§ INFORMATION SUPPLIED:
※

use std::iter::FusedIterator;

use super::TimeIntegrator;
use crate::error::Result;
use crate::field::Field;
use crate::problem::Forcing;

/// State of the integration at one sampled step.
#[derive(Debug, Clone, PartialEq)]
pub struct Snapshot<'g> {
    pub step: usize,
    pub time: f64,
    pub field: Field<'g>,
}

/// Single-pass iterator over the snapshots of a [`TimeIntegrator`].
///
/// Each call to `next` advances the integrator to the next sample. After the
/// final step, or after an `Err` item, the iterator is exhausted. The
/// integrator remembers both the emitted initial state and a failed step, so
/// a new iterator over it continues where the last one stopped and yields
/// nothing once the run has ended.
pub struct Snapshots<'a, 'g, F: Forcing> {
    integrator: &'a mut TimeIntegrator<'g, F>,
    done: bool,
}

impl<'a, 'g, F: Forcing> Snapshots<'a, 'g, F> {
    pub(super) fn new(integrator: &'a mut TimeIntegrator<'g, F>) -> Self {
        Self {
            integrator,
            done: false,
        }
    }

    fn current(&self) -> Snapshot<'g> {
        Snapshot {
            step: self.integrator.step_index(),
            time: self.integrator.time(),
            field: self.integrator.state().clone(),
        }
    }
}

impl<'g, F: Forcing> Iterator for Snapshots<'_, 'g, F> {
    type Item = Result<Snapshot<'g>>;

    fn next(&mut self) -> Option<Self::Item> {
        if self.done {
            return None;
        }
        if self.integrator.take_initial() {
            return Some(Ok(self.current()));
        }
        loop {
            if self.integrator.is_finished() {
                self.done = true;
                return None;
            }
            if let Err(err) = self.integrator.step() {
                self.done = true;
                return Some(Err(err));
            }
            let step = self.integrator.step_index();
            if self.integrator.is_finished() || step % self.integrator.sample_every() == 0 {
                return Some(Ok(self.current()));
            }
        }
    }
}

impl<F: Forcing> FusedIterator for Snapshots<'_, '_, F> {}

※

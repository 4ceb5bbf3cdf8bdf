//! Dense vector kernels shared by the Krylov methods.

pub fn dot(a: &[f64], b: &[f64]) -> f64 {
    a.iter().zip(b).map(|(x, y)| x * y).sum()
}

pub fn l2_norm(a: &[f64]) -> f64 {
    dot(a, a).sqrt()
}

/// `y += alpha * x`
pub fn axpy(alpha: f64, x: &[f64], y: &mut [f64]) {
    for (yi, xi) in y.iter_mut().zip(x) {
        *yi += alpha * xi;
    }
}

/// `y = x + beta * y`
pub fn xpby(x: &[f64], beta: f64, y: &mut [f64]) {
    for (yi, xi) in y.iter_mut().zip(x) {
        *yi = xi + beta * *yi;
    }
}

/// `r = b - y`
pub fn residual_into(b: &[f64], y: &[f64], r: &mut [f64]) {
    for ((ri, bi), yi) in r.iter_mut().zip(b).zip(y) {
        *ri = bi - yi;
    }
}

※

§ WORK ORDER: Only the lines above starting at the one containing "if self.integrator.is_finished() ||" and ending at the one containing "impl<F: Forcing> FusedIterator", both included, are to be returned, exactly as they read.

§ RESPONSE:
            if self.integrator.is_finished() || step % self.integrator.sample_every() == 0 {
                return Some(Ok(self.current()));
            }
        }
    }
}

impl<F: Forcing> FusedIterator for Snapshots<'_, '_, F> {}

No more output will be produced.